**Exercise objective:**
Please copy out all lines of the entries that contain the word "StatusCode".

(Stored items)

####################

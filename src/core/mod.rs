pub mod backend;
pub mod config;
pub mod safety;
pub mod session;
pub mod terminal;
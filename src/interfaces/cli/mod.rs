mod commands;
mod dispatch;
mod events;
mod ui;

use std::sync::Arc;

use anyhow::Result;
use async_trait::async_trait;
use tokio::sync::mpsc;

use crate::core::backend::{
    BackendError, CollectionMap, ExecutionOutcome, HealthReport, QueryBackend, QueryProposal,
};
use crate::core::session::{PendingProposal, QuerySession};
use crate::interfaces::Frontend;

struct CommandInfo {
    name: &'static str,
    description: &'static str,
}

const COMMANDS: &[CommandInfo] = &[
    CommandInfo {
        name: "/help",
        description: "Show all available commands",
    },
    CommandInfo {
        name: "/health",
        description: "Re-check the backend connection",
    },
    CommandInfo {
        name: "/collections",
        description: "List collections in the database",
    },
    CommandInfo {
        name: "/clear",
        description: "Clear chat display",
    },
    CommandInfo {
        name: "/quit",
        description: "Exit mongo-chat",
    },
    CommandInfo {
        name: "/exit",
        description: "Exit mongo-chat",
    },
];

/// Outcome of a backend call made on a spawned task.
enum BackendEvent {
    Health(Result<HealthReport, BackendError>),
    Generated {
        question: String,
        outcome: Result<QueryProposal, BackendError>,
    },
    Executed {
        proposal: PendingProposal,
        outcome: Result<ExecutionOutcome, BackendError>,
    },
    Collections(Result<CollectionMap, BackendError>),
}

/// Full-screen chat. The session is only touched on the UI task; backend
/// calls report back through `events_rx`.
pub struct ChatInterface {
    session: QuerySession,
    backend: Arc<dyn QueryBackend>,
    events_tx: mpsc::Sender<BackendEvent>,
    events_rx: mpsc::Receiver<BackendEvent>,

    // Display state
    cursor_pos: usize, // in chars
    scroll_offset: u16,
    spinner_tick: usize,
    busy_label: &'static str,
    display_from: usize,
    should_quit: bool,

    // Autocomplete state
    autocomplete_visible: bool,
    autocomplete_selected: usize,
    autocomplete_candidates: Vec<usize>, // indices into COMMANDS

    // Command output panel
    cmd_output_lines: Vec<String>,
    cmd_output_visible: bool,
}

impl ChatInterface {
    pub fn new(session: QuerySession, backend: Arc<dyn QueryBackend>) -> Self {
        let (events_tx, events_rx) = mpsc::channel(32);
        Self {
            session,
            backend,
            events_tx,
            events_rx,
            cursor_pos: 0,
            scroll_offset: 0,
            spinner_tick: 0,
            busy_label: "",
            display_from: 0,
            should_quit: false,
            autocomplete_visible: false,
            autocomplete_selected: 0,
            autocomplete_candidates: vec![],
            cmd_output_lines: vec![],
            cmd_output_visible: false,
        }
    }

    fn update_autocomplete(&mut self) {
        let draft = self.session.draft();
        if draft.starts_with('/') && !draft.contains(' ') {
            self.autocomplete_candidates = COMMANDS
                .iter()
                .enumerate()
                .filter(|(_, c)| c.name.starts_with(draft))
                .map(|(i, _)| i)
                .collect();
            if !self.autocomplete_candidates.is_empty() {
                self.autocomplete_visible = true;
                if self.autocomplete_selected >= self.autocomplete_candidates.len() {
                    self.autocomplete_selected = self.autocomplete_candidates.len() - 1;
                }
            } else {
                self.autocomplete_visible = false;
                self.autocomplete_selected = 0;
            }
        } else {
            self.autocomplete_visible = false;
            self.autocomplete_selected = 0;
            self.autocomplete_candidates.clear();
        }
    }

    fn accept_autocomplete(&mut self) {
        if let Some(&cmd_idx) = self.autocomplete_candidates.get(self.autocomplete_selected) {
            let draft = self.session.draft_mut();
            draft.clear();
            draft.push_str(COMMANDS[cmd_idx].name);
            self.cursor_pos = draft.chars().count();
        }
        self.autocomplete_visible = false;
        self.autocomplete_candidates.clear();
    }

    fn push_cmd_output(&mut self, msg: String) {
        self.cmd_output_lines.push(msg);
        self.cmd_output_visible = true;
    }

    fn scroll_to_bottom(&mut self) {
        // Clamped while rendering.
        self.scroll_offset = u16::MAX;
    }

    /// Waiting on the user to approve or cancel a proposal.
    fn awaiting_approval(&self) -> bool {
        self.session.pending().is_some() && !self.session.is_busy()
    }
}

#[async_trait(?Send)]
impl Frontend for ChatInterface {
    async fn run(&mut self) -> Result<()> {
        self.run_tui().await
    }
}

####################

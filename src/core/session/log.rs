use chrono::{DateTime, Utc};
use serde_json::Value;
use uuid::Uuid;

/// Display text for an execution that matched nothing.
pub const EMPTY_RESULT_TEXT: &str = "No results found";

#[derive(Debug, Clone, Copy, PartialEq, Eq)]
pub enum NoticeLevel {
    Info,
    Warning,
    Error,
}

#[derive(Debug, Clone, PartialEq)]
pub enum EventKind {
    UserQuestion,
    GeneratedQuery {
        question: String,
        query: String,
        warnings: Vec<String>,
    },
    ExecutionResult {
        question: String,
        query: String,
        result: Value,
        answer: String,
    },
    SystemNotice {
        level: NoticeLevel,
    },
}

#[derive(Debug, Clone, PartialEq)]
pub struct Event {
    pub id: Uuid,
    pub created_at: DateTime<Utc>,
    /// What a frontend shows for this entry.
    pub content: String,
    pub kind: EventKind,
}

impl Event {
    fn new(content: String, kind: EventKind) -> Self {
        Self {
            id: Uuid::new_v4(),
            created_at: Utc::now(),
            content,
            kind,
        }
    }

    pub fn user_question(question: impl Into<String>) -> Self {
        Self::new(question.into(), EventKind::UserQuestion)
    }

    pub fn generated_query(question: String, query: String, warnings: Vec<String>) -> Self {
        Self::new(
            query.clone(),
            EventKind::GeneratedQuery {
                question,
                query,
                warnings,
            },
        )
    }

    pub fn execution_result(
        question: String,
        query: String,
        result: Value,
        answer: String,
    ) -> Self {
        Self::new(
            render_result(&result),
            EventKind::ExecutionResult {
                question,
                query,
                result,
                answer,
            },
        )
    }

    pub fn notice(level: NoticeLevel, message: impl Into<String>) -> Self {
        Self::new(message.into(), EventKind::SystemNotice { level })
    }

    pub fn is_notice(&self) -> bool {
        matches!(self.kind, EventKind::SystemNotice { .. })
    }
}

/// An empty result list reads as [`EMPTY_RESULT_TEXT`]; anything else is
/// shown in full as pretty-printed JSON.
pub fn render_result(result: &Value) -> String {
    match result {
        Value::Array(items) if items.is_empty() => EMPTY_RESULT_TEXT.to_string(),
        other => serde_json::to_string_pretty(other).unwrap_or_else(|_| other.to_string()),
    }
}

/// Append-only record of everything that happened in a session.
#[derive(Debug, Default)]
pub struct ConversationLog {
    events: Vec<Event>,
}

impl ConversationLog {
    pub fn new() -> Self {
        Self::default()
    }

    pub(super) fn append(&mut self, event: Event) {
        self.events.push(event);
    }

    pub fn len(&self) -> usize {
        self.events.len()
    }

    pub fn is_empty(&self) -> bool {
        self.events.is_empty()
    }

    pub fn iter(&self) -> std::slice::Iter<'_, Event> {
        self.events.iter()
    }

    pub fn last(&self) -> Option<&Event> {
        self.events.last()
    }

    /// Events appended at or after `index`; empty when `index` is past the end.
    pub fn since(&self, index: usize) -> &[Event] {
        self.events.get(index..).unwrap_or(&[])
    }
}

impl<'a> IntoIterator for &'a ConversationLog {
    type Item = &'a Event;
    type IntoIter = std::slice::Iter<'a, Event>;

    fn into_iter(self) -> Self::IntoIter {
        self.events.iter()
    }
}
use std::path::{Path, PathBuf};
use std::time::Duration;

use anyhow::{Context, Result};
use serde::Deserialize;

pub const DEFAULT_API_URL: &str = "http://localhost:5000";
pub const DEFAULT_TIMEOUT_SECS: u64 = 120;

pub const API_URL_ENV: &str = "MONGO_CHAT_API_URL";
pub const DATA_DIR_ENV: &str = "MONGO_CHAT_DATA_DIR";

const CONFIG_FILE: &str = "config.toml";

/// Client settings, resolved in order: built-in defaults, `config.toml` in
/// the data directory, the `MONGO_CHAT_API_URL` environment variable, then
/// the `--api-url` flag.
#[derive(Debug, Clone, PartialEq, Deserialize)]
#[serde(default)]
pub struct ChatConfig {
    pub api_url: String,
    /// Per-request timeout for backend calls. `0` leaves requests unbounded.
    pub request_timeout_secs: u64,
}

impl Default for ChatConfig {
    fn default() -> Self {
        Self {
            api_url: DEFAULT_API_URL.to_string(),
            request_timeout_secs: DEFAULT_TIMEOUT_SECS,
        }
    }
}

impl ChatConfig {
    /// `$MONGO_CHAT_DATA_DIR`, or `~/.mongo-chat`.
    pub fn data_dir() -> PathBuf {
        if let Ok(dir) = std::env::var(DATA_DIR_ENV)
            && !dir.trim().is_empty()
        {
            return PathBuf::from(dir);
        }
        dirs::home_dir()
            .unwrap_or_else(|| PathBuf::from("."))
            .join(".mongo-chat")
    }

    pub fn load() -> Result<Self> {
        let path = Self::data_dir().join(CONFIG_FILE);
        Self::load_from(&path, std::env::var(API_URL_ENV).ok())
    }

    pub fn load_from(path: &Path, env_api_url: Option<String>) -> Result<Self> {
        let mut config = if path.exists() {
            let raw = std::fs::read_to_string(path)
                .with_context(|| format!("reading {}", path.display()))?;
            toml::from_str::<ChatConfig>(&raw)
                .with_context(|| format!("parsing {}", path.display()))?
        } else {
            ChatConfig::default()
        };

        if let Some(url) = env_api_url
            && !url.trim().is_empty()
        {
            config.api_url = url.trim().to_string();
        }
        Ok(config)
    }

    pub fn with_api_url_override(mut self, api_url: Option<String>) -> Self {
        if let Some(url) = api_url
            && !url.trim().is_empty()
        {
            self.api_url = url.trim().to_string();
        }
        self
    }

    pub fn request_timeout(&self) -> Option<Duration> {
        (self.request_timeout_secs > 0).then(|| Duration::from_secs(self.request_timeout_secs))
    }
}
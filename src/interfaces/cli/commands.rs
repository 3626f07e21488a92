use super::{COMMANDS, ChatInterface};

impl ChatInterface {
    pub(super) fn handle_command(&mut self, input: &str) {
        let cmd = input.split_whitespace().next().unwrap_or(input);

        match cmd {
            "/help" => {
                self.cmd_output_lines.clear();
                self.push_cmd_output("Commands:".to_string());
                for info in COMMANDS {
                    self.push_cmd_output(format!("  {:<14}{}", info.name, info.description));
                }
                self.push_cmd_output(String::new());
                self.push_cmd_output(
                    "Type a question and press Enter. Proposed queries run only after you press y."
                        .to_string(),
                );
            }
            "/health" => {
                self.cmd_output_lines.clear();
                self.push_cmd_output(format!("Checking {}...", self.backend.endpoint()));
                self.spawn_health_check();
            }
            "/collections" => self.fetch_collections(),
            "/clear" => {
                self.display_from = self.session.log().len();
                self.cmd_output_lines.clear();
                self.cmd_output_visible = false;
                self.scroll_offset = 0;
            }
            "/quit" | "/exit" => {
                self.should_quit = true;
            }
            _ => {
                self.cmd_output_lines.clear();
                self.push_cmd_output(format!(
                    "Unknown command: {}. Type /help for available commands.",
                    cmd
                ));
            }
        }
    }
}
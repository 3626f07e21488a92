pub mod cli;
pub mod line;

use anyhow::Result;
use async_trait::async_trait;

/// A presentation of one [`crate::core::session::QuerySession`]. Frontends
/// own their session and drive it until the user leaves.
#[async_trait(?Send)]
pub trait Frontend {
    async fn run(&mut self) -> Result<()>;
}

####################

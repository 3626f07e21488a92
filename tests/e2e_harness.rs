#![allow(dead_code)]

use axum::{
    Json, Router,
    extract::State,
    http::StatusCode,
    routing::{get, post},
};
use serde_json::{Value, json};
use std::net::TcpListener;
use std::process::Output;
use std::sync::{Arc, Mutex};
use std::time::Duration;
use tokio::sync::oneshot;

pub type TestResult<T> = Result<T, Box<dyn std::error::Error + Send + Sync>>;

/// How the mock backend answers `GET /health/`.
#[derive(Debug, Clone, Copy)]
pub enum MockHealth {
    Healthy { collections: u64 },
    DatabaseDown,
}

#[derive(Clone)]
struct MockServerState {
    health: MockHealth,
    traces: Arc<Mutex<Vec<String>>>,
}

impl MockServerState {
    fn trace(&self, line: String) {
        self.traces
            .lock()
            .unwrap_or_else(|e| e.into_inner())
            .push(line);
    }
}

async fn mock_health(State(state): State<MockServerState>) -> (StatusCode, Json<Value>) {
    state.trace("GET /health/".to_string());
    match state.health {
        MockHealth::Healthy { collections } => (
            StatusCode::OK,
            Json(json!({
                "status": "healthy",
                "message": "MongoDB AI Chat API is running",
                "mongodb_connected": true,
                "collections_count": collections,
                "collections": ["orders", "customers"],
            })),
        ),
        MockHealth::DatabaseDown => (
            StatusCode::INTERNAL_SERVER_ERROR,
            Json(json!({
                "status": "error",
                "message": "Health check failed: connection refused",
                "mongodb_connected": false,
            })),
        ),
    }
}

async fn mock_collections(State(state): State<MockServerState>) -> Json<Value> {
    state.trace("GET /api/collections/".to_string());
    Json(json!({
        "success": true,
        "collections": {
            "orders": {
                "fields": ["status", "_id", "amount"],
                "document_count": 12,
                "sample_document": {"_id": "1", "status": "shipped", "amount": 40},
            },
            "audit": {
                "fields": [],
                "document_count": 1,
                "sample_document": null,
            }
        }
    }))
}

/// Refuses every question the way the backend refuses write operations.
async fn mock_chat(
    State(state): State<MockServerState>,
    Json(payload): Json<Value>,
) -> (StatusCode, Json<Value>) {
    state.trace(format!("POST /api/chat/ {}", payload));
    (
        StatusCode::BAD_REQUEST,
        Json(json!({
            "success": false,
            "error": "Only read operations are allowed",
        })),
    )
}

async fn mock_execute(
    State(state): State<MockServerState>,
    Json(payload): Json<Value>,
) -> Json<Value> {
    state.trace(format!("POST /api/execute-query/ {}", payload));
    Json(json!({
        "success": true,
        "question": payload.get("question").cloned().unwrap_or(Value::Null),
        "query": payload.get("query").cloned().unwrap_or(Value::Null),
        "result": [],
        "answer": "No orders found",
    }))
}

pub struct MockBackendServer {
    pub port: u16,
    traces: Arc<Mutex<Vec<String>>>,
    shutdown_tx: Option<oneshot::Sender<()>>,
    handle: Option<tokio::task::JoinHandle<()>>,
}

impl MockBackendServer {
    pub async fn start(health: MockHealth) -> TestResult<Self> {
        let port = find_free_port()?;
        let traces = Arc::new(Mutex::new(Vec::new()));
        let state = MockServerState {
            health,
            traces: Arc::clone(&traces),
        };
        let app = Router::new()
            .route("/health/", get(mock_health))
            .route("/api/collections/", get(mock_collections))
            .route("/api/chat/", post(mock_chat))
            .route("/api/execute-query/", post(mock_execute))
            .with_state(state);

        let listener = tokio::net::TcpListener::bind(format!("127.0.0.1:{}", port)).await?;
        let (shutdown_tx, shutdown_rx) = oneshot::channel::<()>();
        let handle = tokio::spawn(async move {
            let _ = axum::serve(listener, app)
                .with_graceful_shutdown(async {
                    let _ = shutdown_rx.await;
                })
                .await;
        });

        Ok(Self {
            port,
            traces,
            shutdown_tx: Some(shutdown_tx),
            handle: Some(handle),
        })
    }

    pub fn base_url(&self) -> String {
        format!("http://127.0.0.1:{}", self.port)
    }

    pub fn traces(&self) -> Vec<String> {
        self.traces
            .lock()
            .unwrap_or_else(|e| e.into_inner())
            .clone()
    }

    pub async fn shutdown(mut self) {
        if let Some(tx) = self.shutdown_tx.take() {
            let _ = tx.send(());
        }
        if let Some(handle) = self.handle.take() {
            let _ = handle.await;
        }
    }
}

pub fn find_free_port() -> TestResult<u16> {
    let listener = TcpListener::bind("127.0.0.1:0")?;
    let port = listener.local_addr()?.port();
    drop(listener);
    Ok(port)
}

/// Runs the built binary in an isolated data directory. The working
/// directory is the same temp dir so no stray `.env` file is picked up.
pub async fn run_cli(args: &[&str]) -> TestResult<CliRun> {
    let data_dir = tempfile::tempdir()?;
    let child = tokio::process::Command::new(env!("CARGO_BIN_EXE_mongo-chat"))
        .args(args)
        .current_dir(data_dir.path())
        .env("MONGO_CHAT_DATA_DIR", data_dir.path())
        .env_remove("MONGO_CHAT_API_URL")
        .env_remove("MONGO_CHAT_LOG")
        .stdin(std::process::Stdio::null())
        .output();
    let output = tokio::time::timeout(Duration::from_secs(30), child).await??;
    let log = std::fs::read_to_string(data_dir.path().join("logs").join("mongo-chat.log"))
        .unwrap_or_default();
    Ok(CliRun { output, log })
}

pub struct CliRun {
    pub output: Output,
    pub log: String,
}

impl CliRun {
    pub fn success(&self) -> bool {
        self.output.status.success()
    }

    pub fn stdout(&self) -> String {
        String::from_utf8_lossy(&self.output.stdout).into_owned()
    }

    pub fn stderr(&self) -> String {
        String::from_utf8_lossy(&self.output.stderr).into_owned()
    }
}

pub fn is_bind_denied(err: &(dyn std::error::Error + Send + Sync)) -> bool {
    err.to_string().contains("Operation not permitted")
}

####################

**Reply:**
    http::StatusCode,
async fn mock_health(State(state): State<MockServerState>) -> (StatusCode, Json<Value>) {
            StatusCode::OK,
            StatusCode::INTERNAL_SERVER_ERROR,
) -> (StatusCode, Json<Value>) {
        StatusCode::BAD_REQUEST,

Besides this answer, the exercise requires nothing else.